The decline of the large-scale macro-model business has not ended forecasting, however. Numerous forecasters, on their own or working mostly for financial companies, offer forecasts built with PCs and off-the-shelf software and are routinely surveyed by popular news outlets such as the Wall Street Journal. At the same time, several large-scale commercial models remain (Moody’s, Macroeconomic Advisers, and IHS, which also bought Global Insight). The Fed and the International Monetary Fund, among other official entities, continue to use their own large-scale macro models.

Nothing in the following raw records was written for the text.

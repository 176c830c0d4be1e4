//! End-to-end analysis run.
//!
//! [`run_analysis`] is the deterministic counterpart of an agent-driven
//! session: it calls the same operations the tool registry exposes, in the
//! fixed order load, classify, statistics, charts and report.

use crate::charts::{ChartPlanner, ChartRenderer};
use crate::config::AnalysisConfig;
use crate::error::Result;
use crate::loader::Table;
use crate::profiler::{ColumnClassifier, columns_of_kind};
use crate::reporting::ReportWriter;
use crate::stats::StatisticsEngine;
use crate::types::{
    AnalysisSummary, ChartOutcome, ColumnKind, CorrelationMatrix, OutlierReport, SkippedChart,
    TableOverview,
};
use std::path::{Path, PathBuf};
use std::time::Instant;
use tracing::{debug, info, warn};

/// Outlier share above which a column is called out in the key findings.
const OUTLIER_FINDING_PCT: f64 = 5.0;

/// Everything produced by one run.
#[derive(Debug, Clone)]
pub struct AnalysisRun {
    pub summary: AnalysisSummary,
    pub report_path: PathBuf,
    pub json_path: PathBuf,
}

/// Analyze a CSV file and write charts and reports into `output_dir`.
pub fn run_analysis(
    path: impl AsRef<Path>,
    output_dir: impl AsRef<Path>,
    config: &AnalysisConfig,
) -> Result<AnalysisRun> {
    let start_time = Instant::now();
    let path = path.as_ref();
    let output_dir = output_dir.as_ref();
    config.validate()?;

    info!("Starting analysis of {}", path.display());

    info!("Step 1: Loading table...");
    let table = Table::load(path, config)?;
    let overview = table.overview()?;

    info!("Step 2: Classifying columns...");
    let profiles = ColumnClassifier::classify(&table, None, config)?;

    info!("Step 3: Computing statistics...");
    let descriptive = StatisticsEngine::describe_all(&table)?;
    let numeric = StatisticsEngine::numeric_columns(&table)?;
    let mut outliers = Vec::with_capacity(numeric.len());
    for column in &numeric {
        outliers.push(StatisticsEngine::outliers(&table, column, config)?);
    }
    let mut frequencies = Vec::new();
    for column in columns_of_kind(&profiles, ColumnKind::Categorical) {
        frequencies.push(StatisticsEngine::value_counts(&table, &column, config.top_n)?);
    }
    let correlation = StatisticsEngine::correlation(&table, None)?;

    info!("Step 4: Rendering charts...");
    let plan = ChartPlanner::new(config).plan(&profiles, &correlation);
    let renderer = ChartRenderer::new(config, output_dir);
    let mut charts = Vec::new();
    let mut skipped_charts = plan.skipped;
    for request in &plan.requests {
        match renderer.render(&table, request) {
            Ok(ChartOutcome::Rendered(artifact)) => charts.push(artifact),
            Ok(ChartOutcome::NotApplicable { kind, reason }) => {
                skipped_charts.push(SkippedChart {
                    kind,
                    columns: request.columns(),
                    reason,
                });
            }
            Err(e) if e.is_input_error() => {
                warn!("Skipping {} chart: {}", request.kind(), e);
                skipped_charts.push(SkippedChart {
                    kind: request.kind(),
                    columns: request.columns(),
                    reason: e.to_string(),
                });
            }
            Err(e) => return Err(e),
        }
    }
    debug!(
        "{} charts rendered, {} skipped",
        charts.len(),
        skipped_charts.len()
    );

    info!("Step 5: Writing summary...");
    let key_findings = key_findings(&overview, &outliers, &correlation);
    let summary = AnalysisSummary {
        source: path.display().to_string(),
        generated_at: Some(chrono::Local::now().format("%Y-%m-%d %H:%M:%S").to_string()),
        overview,
        profiles,
        descriptive,
        outliers,
        frequencies,
        correlation,
        charts,
        skipped_charts,
        key_findings,
    };

    let writer = ReportWriter::new(output_dir);
    let report_path = writer.write_summary(&summary)?;
    let json_path = writer.write_summary_json(&summary)?;

    info!(
        "Analysis completed in {:.2}s",
        start_time.elapsed().as_secs_f64()
    );

    Ok(AnalysisRun {
        summary,
        report_path,
        json_path,
    })
}

/// Headline observations: strongest correlation, outlier-heavy columns and
/// the column with the most missing values.
pub fn key_findings(
    overview: &TableOverview,
    outliers: &[OutlierReport],
    correlation: &CorrelationMatrix,
) -> Vec<String> {
    let mut findings = Vec::new();

    if let Some(pair) = correlation.strongest_pair() {
        findings.push(format!(
            "Strongest correlation: {} and {} (r = {:.2})",
            pair.a, pair.b, pair.r
        ));
    }

    for report in outliers {
        if report.outlier_pct > OUTLIER_FINDING_PCT {
            findings.push(format!(
                "{} has {} outliers ({:.2}% of values)",
                report.column, report.outlier_count, report.outlier_pct
            ));
        }
    }

    // first column wins ties
    let most_missing = overview
        .columns
        .iter()
        .filter_map(|c| {
            let count = overview.missing_counts.get(&c.name).copied()?;
            (count > 0).then_some((c.name.as_str(), count))
        })
        .fold(None, |best: Option<(&str, usize)>, (name, count)| match best {
            Some((_, best_count)) if best_count >= count => best,
            _ => Some((name, count)),
        });
    if let Some((name, count)) = most_missing {
        let pct = overview.missing_pct.get(name).copied().unwrap_or_default();
        findings.push(format!(
            "{} has the most missing values: {} ({:.2}%)",
            name, count, pct
        ));
    }

    findings
}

Many businesses and other governmental organizations—notably the Congressional Budget Office and the Council of Economic Advisers—use an average of the major forecasts of key macroeconomic variables, such as GDP growth, inflation, and unemployment, compiled by Blue Chip Economic Indicators. This approach adapts the wisdom-of-crowds approach (really the wisdom of experts) to forecasting, which has been widely popularized by the journalist James Surowiecki of the New Yorker.11
In the 1970s the tools of economics, and particularly econometrics, began to be widely applied to solve real-world business and legal challenges by new firms in what is now known as the economic consulting industry.
Whereas the business of forecasting involves primarily macroeconomic models dealing with the national economy, the business of economic consulting involves the application of microeconomic tools to the challenges that individuals and firms face, rather than whole economies. In particular, the economic consulting firms formalized the business of providing economic expertise in an expanding array of legal disputes, addressing such questions as causation, valuation, and damages. Today, economists from various consulting firms are routinely used as experts, on both sides, in legal disputes involving antitrust, patent, discrimination, and torts (personal injuries) issues, among others. In addition, economists are frequently found in various regulatory proceedings at all levels of government.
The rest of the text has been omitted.